Ti3C2@WSe2 as photoelectractive materials coupling with recombinase polymerase amplification for nucleic acid detection

The photoelectrochemical biosensor based on double redox cycle amplification technology coupled with Tungsten diselenide and MXene-modified electrode was developed. Signal amplification technology is a commonly used method to improve the sensitivity. In this article, in the double redox cycle amplification method, p-aminophenol is used as the signal molecule, and squaric acid acts as a redox indicator. Tris(2-carboxyethyl) phosphine is an excellent reducing agent, which greatly improves the photoelectric response. Tungsten diselenide and MXene are used as photosensitive materials. In the presence of model target, respiratory syncytial virus RNA, the recombinase polymerase amplification process occurred because there is amplification template, so that the signal molecule p-aminophenol will be produced, leading to redox cycle was carried out, and the photocurrent signal is improved.
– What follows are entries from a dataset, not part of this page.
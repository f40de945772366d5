//! Command-line interface

pub mod args;

pub use args::{Args, ResolverChoice};
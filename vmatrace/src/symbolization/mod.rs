//! # Symbol Resolution for User Stacks
//!
//! Converts the raw instruction pointers of `<user stack trace>` dumps into
//! function names, one module (executable or shared object) at a time.
//!
//! ## Address Translation
//!
//! The trace records runtime addresses. What a symbol source needs depends
//! on how the module was linked:
//!
//! ```text
//! shared object / PIE (ET_DYN):   object_addr = ip - vma.start + vma.offset
//! fixed executable   (ET_EXEC):   object_addr = ip
//! ```
//!
//! Fixed executables are expected at `0x400000` (`vma.start - vma.offset`);
//! anything else is logged once per module.
//!
//! ## Sources
//!
//! - **`addr2line_child`**: one `addr2line -f -C -e <module>` child per
//!   module, driven over non-blocking pipes
//! - **`symbolizer`**: in-process DWARF lookup via `addr2line`/`gimli`/`object`
//!
//! Both sit behind [`SymbolSource`]; [`SymbolResolver`] picks one per module,
//! caches answers and marks modules whose source failed as unresolved.
//!
//! ## Limitations
//!
//! - **Requires symbols**: stripped modules resolve to empty names
//! - **No inline chains**: only the innermost function is reported

pub mod addr2line_child;
pub mod elf;
pub mod resolver;
pub mod symbolizer;

pub use addr2line_child::Addr2lineChild;
pub use elf::LoadKind;
pub use resolver::{ResolverKind, ResolverStats, SymbolResolver};
pub use symbolizer::DwarfSymbolizer;

use crate::domain::ResolverError;

/// Something that maps object-relative addresses of one module to function
/// names
pub trait SymbolSource {
    /// Function containing `addr`; empty when unknown.
    ///
    /// # Errors
    /// Any error means the source is unusable from now on.
    fn lookup(&mut self, addr: u64) -> Result<String, ResolverError>;

    /// Release external resources. Called once before the source is dropped.
    fn close(&mut self) {}
}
In the absence of syncytial virus RNA, the photocurrent signal is low. The detection range of the biosensor is from 0.2 fM to 80 fM, and the detection limit reaches 30 aM for respiratory syncytial virus RNA. The method of introducing redox cycle amplification and Tungsten diselenide, MXene into photoelectrochemical biosensing provides a new idea for future biological analysis and has application potential.